In CP, CDCL algorithm requires that each constraint of a problem can be explained. Even though a default explanation function for any constraint, dedicated functions offers better performances. In choco-solver a few set of constraints is equiped with dedicated explanation function (unary constraints, binary and ternary, sum and scalar).

RCPSP

The Resource-Constrained Project Scheduling Problem (RCPSP) is a well-known optimization problem in project management. It involves scheduling a set of activities or tasks, each with a specific duration and resource requirements, while considering limited resources availability.

In RCPSP, the goal is to find an optimal or near-optimal schedule that minimizes the project’s duration or cost, while respecting resource constraints. These constraints typically include limitations on the availability of resources such as workers, machines, or materials. Activities cannot be scheduled simultaneously if they require the same resource, and the overall schedule must ensure that resource capacities are not exceeded at any given time.
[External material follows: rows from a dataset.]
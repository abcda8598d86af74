//! Define fixture identities and the file-name matcher.
//!
//! A fixture file name carries three facts: its kind (`pos`/`neg`), its sequence number and its role (`in`/`out`).
//! [`FixturePattern`] extracts them with a user-configurable regular expression whose three capture groups are, in
//! order, the kind token, the sequence token and the role token.
//!
//! ## Examples
//! ```rust
//! use ctest_core::{FixtureKind, FixturePattern, FixtureRole, DEFAULT_FIXTURE_PATTERN};
//!
//! let pattern = FixturePattern::new(DEFAULT_FIXTURE_PATTERN).unwrap();
//! let matched = pattern.match_file_name("neg_07_in.txt").unwrap().unwrap();
//! assert_eq!(matched.name.kind, FixtureKind::Negative);
//! assert_eq!(matched.name.sequence.as_str(), "07");
//! assert_eq!(matched.name.role, FixtureRole::Input);
//! assert_eq!(matched.counterpart_file_name(), "neg_07_out.txt");
//!
//! assert!(pattern.match_file_name("main.c").unwrap().is_none());
//! ```

use std::cmp::Ordering;
use std::fmt;
use std::ops::Range;

use regex::Regex;

use crate::errors::FixtureError;

/// Naming pattern used when no override is configured: `pos_01_in.txt`, `neg_12_out.txt`, ...
pub const DEFAULT_FIXTURE_PATTERN: &str = r"(pos|neg)_([0-9]{2})_(in|out)\.txt";

/// Whether a fixture asserts success or rejection.
#[derive(Debug, Clone, Copy, PartialEq, Eq, Hash, PartialOrd, Ord)]
pub enum FixtureKind {
    /// Must exit 0 and reproduce the expected output.
    Positive,
    /// Must exit non-zero; output is not checked.
    Negative,
}

impl FixtureKind {
    /// Report order: positive cases first.
    pub const ALL: [FixtureKind; 2] = [FixtureKind::Positive, FixtureKind::Negative];

    /// Parse the token captured by the kind group.
    pub fn from_token(token: &str) -> Option<Self> {
        match token {
            "pos" => Some(FixtureKind::Positive),
            "neg" => Some(FixtureKind::Negative),
            _ => None,
        }
    }

    /// Canonical file-name token.
    pub fn as_token(self) -> &'static str {
        match self {
            FixtureKind::Positive => "pos",
            FixtureKind::Negative => "neg",
        }
    }

    /// Section heading used by the report.
    pub fn heading(self) -> &'static str {
        match self {
            FixtureKind::Positive => "Positive tests",
            FixtureKind::Negative => "Negative tests",
        }
    }
}

impl fmt::Display for FixtureKind {
    fn fmt(&self, f: &mut fmt::Formatter<'_>) -> fmt::Result {
        f.write_str(self.as_token())
    }
}

/// Which half of a pair a file is.
#[derive(Debug, Clone, Copy, PartialEq, Eq, Hash)]
pub enum FixtureRole {
    /// Streamed to the program's standard input.
    Input,
    /// Compared against the program's standard output.
    ExpectedOutput,
}

impl FixtureRole {
    /// Parse the token captured by the role group.
    pub fn from_token(token: &str) -> Option<Self> {
        match token {
            "in" => Some(FixtureRole::Input),
            "out" => Some(FixtureRole::ExpectedOutput),
            _ => None,
        }
    }

    /// Canonical file-name token.
    pub fn as_token(self) -> &'static str {
        match self {
            FixtureRole::Input => "in",
            FixtureRole::ExpectedOutput => "out",
        }
    }

    /// The other half of the pair.
    pub fn counterpart(self) -> Self {
        match self {
            FixtureRole::Input => FixtureRole::ExpectedOutput,
            FixtureRole::ExpectedOutput => FixtureRole::Input,
        }
    }
}

/// Ordering identifier embedded in a fixture name.
///
/// The captured token is kept for display (`"02"` stays `"02"`), but ordering is numeric whenever the token is all
/// digits, so `"9" < "10"` regardless of padding width. Non-numeric tokens (possible with custom patterns) sort
/// after every numeric one, lexically among themselves.
#[derive(Debug, Clone, PartialEq, Eq, Hash)]
pub struct Sequence(String);

impl Sequence {
    pub fn new(token: impl Into<String>) -> Self {
        Self(token.into())
    }

    pub fn as_str(&self) -> &str {
        &self.0
    }

    /// Numeric value of the token, if it is a non-empty run of ASCII digits that fits in a `u128`.
    pub fn numeric(&self) -> Option<u128> {
        if self.0.is_empty() || !self.0.bytes().all(|b| b.is_ascii_digit()) {
            return None;
        }
        self.0.parse().ok()
    }
}

impl Ord for Sequence {
    fn cmp(&self, other: &Self) -> Ordering {
        match (self.numeric(), other.numeric()) {
            // Equal values with different padding ("1" vs "01") fall back to the text to stay consistent with `Eq`.
            (Some(a), Some(b)) => a.cmp(&b).then_with(|| self.0.cmp(&other.0)),
            (Some(_), None) => Ordering::Less,
            (None, Some(_)) => Ordering::Greater,
            (None, None) => self.0.cmp(&other.0),
        }
    }
}

impl PartialOrd for Sequence {
    fn partial_cmp(&self, other: &Self) -> Option<Ordering> {
        Some(self.cmp(other))
    }
}

impl fmt::Display for Sequence {
    fn fmt(&self, f: &mut fmt::Formatter<'_>) -> fmt::Result {
        f.write_str(&self.0)
    }
}

/// Typed identity parsed out of a fixture file name.
#[derive(Debug, Clone, PartialEq, Eq, Hash)]
pub struct FixtureName {
    pub kind: FixtureKind,
    pub sequence: Sequence,
    pub role: FixtureRole,
}

/// A successful match: the parsed identity plus where the role token sits in the file name.
#[derive(Debug, Clone, PartialEq, Eq)]
pub struct FixtureMatch {
    pub name: FixtureName,
    file_name: String,
    role_span: Range<usize>,
}

impl FixtureMatch {
    pub fn file_name(&self) -> &str {
        &self.file_name
    }

    /// File name of the other half of the pair: the role token is swapped in place, nothing else changes.
    pub fn counterpart_file_name(&self) -> String {
        let token = self.name.role.counterpart().as_token();
        let mut out = String::with_capacity(self.file_name.len() + token.len());
        out.push_str(&self.file_name[..self.role_span.start]);
        out.push_str(token);
        out.push_str(&self.file_name[self.role_span.end..]);
        out
    }
}

/// Compiled fixture naming pattern.
#[derive(Debug, Clone)]
pub struct FixturePattern {
    regex: Regex,
}

impl FixturePattern {
    /// Compile `pattern`, requiring exactly three capture groups.
    ///
    /// ## Errors
    /// - [`FixtureError::InvalidPattern`] if the expression does not compile.
    /// - [`FixtureError::GroupCount`] if it does not have exactly three capture groups.
    pub fn new(pattern: &str) -> Result<Self, FixtureError> {
        let regex = Regex::new(pattern).map_err(|source| FixtureError::InvalidPattern {
            pattern: pattern.to_string(),
            source,
        })?;
        // captures_len() counts the implicit whole-match group.
        let found = regex.captures_len() - 1;
        if found != 3 {
            return Err(FixtureError::GroupCount {
                pattern: pattern.to_string(),
                found,
            });
        }
        Ok(Self { regex })
    }

    pub fn as_str(&self) -> &str {
        self.regex.as_str()
    }

    /// Try to interpret `file_name` as a fixture.
    ///
    /// The pattern is searched anywhere in the name. A name that does not match, or where one of the three groups
    /// did not participate in the match, is not a fixture and yields `Ok(None)`.
    ///
    /// ## Errors
    /// A match whose kind or role token is not one of the recognized literals is a pattern-configuration error.
    pub fn match_file_name(&self, file_name: &str) -> Result<Option<FixtureMatch>, FixtureError> {
        let Some(caps) = self.regex.captures(file_name) else {
            return Ok(None);
        };
        let (Some(kind), Some(sequence), Some(role)) = (caps.get(1), caps.get(2), caps.get(3)) else {
            return Ok(None);
        };

        let kind = FixtureKind::from_token(kind.as_str()).ok_or_else(|| FixtureError::UnknownKind {
            token: kind.as_str().to_string(),
            file_name: file_name.to_string(),
        })?;
        let role_token = role.as_str();
        let role_kind = FixtureRole::from_token(role_token).ok_or_else(|| FixtureError::UnknownRole {
            token: role_token.to_string(),
            file_name: file_name.to_string(),
        })?;

        Ok(Some(FixtureMatch {
            name: FixtureName {
                kind,
                sequence: Sequence::new(sequence.as_str()),
                role: role_kind,
            },
            file_name: file_name.to_string(),
            role_span: role.range(),
        }))
    }
}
The problem becomes more complex when considering dependencies between activities, where some activities must be completed before others can start. The objective is to create a feasible schedule that meets all constraints and completes the project as quickly and efficiently as possible.

Here is an instance for 30 activities. Note that two dummy activities are added, a source (1) and a sink (32), for successors declaration. Neither of them consumes any resources.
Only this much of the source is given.